» Input data:

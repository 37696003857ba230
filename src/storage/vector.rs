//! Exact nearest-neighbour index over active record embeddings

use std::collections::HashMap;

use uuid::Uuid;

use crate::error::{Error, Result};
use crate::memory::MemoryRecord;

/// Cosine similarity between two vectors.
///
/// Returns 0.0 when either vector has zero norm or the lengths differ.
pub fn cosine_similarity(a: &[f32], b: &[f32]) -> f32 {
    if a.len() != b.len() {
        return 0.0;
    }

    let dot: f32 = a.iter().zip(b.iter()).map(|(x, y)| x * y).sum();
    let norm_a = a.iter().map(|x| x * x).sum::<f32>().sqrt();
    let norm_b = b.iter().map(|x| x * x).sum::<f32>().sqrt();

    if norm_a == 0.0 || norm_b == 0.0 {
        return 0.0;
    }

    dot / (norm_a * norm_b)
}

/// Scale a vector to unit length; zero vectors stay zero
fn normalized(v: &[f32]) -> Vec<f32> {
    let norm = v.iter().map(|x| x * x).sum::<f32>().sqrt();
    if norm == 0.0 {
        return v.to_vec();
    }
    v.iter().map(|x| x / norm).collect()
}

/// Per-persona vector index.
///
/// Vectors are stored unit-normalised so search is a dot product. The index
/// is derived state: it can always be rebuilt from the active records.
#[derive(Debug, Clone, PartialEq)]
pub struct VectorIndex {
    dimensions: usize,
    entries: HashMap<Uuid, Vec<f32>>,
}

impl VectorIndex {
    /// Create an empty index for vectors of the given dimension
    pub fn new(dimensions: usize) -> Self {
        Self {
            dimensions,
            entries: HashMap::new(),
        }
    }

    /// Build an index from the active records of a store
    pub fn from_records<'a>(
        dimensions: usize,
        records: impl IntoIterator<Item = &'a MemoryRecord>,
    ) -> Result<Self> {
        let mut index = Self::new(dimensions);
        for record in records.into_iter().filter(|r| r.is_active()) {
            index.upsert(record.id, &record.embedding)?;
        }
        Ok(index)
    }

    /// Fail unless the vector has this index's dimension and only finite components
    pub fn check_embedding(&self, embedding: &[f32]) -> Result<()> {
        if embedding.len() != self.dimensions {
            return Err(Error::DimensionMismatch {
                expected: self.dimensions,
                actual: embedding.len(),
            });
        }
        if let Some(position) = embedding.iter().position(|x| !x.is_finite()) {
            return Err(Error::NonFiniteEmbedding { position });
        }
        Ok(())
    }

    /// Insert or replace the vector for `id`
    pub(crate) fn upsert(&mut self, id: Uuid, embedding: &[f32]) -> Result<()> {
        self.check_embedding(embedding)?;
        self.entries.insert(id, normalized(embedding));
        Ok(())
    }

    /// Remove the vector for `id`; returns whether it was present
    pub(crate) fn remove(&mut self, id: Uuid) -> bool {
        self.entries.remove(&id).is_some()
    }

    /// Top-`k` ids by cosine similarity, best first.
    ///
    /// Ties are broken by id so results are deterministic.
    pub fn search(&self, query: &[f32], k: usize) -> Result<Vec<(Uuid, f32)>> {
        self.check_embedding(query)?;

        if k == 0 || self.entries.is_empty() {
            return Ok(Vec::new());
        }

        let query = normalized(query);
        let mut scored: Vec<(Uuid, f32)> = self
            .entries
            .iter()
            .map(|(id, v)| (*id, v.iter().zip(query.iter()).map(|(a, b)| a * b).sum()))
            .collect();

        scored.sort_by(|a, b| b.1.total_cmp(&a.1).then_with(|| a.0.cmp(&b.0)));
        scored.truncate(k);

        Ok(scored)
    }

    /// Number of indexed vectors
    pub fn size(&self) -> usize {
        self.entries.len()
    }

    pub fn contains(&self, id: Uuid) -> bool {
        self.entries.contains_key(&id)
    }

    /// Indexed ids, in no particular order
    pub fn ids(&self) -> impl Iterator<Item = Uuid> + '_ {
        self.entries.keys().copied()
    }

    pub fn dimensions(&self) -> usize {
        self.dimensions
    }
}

---

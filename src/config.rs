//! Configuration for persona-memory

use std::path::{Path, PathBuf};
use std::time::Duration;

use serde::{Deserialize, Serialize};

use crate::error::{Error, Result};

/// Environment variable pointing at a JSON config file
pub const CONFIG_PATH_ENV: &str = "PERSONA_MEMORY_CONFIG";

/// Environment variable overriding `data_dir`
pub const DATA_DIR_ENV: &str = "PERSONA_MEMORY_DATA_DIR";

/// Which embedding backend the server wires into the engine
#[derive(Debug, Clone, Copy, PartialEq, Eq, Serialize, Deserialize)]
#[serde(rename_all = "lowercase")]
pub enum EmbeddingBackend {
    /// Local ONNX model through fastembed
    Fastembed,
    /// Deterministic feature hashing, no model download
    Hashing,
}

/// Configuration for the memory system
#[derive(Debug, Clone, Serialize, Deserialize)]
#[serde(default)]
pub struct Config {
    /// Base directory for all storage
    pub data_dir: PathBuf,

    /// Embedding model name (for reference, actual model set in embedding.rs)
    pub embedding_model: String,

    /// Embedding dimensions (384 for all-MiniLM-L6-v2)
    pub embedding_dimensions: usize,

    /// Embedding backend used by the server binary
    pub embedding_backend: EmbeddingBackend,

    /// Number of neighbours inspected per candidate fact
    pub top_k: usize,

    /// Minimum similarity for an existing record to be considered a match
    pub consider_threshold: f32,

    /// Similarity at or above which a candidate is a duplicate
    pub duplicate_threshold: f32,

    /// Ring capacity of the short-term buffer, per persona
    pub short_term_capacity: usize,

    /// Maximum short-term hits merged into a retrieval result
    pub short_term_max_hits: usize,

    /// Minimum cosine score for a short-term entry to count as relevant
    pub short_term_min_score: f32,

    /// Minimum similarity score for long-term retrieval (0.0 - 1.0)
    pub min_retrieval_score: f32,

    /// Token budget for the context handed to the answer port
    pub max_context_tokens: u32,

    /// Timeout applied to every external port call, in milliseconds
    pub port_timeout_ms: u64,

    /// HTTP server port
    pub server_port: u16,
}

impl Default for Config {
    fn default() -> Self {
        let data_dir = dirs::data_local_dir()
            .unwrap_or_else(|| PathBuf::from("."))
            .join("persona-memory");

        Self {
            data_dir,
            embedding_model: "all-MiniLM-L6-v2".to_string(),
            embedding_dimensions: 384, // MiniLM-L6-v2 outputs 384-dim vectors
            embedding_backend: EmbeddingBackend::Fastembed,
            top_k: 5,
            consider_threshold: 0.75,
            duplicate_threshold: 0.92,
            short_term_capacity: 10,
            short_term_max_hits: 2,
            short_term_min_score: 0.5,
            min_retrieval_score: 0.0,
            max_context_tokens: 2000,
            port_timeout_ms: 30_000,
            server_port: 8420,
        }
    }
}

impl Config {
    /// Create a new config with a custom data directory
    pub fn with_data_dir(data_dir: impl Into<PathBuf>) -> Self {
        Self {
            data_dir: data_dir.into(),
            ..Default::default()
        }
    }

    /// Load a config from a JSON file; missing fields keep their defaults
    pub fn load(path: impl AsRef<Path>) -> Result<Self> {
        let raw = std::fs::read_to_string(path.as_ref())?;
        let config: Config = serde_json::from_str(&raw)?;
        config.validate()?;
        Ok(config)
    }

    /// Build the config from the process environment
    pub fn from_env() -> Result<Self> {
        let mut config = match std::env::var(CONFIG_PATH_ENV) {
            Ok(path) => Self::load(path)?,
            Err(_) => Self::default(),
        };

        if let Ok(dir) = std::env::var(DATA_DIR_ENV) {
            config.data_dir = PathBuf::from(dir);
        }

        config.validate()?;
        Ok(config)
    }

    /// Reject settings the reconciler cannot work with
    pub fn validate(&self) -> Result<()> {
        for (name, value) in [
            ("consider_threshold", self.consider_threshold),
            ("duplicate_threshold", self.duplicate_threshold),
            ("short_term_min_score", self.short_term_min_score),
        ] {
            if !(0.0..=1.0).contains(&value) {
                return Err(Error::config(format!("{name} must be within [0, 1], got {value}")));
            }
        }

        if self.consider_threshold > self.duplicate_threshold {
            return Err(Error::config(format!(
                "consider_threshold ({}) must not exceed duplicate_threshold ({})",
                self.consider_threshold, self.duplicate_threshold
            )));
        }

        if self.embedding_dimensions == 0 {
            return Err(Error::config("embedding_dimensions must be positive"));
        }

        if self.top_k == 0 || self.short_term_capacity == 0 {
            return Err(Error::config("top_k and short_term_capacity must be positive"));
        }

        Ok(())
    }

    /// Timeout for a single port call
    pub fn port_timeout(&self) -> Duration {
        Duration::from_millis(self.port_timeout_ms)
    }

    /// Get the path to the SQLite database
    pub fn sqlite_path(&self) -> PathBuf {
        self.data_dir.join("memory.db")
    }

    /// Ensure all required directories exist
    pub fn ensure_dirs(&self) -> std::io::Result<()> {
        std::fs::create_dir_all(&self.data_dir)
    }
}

* * *

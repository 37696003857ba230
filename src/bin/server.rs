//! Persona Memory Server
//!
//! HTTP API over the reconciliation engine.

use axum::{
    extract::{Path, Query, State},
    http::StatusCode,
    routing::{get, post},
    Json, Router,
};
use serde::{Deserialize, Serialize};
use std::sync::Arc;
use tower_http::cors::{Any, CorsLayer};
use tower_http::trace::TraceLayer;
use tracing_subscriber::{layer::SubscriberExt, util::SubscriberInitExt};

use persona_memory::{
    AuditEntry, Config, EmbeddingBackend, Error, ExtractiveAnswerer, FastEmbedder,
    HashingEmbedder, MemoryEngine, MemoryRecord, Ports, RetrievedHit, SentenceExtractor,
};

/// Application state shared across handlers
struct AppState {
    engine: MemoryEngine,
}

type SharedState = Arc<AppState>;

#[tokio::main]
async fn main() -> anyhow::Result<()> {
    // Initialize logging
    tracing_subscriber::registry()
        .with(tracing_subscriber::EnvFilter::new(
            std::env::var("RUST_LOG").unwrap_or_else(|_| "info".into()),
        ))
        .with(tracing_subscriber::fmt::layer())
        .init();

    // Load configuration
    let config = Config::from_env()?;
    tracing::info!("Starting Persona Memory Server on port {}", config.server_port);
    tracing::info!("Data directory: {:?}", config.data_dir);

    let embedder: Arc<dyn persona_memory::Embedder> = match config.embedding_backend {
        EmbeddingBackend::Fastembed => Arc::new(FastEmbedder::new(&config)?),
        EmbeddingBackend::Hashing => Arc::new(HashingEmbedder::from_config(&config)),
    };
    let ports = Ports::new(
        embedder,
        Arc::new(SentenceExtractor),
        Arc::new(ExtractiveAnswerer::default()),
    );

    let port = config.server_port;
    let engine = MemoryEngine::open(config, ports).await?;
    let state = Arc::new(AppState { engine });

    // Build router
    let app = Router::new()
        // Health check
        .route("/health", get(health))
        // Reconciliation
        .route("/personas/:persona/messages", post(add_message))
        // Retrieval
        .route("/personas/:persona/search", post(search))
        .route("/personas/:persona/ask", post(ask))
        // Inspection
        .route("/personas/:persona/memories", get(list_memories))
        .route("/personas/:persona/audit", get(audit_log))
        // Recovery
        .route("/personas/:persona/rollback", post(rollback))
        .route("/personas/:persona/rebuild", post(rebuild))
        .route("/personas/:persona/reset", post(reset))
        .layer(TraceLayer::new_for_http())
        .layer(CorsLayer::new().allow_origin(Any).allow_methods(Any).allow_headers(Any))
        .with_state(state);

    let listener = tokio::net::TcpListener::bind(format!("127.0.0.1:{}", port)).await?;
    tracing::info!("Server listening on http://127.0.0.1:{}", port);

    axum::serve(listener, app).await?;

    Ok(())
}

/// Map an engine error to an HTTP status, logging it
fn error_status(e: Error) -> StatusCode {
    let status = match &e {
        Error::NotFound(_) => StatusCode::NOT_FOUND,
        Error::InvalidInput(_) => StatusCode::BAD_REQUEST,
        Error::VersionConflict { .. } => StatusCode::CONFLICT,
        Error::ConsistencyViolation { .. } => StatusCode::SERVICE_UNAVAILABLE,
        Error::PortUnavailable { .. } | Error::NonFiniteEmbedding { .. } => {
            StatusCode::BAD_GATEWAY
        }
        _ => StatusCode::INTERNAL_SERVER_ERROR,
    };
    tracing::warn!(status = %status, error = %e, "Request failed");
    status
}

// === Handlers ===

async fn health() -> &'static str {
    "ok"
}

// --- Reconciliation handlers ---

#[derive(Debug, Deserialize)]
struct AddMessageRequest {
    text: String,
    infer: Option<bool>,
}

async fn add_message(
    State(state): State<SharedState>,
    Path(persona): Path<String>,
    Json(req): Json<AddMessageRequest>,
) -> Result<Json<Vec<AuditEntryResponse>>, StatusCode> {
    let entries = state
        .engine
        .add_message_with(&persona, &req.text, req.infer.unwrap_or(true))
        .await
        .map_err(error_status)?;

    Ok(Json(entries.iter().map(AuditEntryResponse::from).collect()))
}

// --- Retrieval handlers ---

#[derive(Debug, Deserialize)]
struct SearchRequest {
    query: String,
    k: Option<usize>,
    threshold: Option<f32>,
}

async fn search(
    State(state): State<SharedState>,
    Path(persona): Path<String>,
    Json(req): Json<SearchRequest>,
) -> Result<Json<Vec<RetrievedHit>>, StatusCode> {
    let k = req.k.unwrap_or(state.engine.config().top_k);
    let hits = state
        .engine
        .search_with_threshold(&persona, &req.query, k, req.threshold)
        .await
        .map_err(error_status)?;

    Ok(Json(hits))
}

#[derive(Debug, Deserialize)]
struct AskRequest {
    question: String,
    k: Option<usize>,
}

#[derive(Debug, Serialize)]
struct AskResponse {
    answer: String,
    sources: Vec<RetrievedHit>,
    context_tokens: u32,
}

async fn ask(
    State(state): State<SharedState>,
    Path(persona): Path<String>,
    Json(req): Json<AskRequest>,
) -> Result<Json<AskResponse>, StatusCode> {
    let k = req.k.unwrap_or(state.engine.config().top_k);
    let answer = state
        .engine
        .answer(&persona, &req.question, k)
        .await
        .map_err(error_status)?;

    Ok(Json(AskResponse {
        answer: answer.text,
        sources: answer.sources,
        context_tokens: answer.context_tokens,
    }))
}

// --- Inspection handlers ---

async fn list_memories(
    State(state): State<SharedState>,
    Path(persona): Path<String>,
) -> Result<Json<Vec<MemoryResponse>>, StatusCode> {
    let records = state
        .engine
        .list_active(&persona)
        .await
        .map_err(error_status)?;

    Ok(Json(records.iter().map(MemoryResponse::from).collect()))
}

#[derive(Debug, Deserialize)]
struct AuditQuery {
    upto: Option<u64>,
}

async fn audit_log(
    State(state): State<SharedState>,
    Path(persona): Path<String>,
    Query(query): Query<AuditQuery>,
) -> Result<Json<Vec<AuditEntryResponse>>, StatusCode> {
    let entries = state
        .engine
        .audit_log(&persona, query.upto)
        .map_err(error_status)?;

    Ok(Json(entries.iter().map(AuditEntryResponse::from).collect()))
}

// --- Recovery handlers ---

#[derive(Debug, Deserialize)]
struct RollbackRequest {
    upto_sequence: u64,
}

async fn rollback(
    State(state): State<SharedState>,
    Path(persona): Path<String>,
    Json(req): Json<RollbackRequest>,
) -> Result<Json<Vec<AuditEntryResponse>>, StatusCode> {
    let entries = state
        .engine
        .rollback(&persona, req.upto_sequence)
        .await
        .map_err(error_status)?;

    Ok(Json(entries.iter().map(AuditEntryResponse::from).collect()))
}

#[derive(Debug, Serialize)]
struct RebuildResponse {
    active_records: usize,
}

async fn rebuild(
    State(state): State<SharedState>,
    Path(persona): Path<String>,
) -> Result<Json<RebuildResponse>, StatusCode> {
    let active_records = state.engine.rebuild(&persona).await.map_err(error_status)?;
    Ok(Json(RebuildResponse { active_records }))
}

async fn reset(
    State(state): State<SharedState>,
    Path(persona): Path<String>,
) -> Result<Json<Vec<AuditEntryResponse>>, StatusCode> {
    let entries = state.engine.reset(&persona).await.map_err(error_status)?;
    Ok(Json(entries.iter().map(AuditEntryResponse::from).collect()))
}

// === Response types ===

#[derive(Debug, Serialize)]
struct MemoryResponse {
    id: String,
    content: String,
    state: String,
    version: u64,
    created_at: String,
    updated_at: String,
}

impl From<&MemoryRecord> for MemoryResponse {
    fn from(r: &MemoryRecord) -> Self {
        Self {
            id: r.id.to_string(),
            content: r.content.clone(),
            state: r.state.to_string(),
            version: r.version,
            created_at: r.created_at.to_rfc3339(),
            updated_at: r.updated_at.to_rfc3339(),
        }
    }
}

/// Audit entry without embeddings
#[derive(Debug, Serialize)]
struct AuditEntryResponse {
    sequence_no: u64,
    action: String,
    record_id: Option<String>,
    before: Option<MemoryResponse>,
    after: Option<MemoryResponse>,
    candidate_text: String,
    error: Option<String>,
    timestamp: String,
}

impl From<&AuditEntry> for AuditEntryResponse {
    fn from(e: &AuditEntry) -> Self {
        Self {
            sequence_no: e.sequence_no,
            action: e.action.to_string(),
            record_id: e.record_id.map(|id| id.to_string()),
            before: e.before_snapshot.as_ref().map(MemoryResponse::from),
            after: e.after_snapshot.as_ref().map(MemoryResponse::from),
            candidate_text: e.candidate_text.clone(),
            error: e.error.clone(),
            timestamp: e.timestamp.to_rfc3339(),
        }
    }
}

» Aim of the exercise:
Read the listing line by line, and copy each line in which the word "FastEmbedder" is found.

» Solution to this problem:
    AuditEntry, Config, EmbeddingBackend, Error, ExtractiveAnswerer, FastEmbedder,
        EmbeddingBackend::Fastembed => Arc::new(FastEmbedder::new(&config)?),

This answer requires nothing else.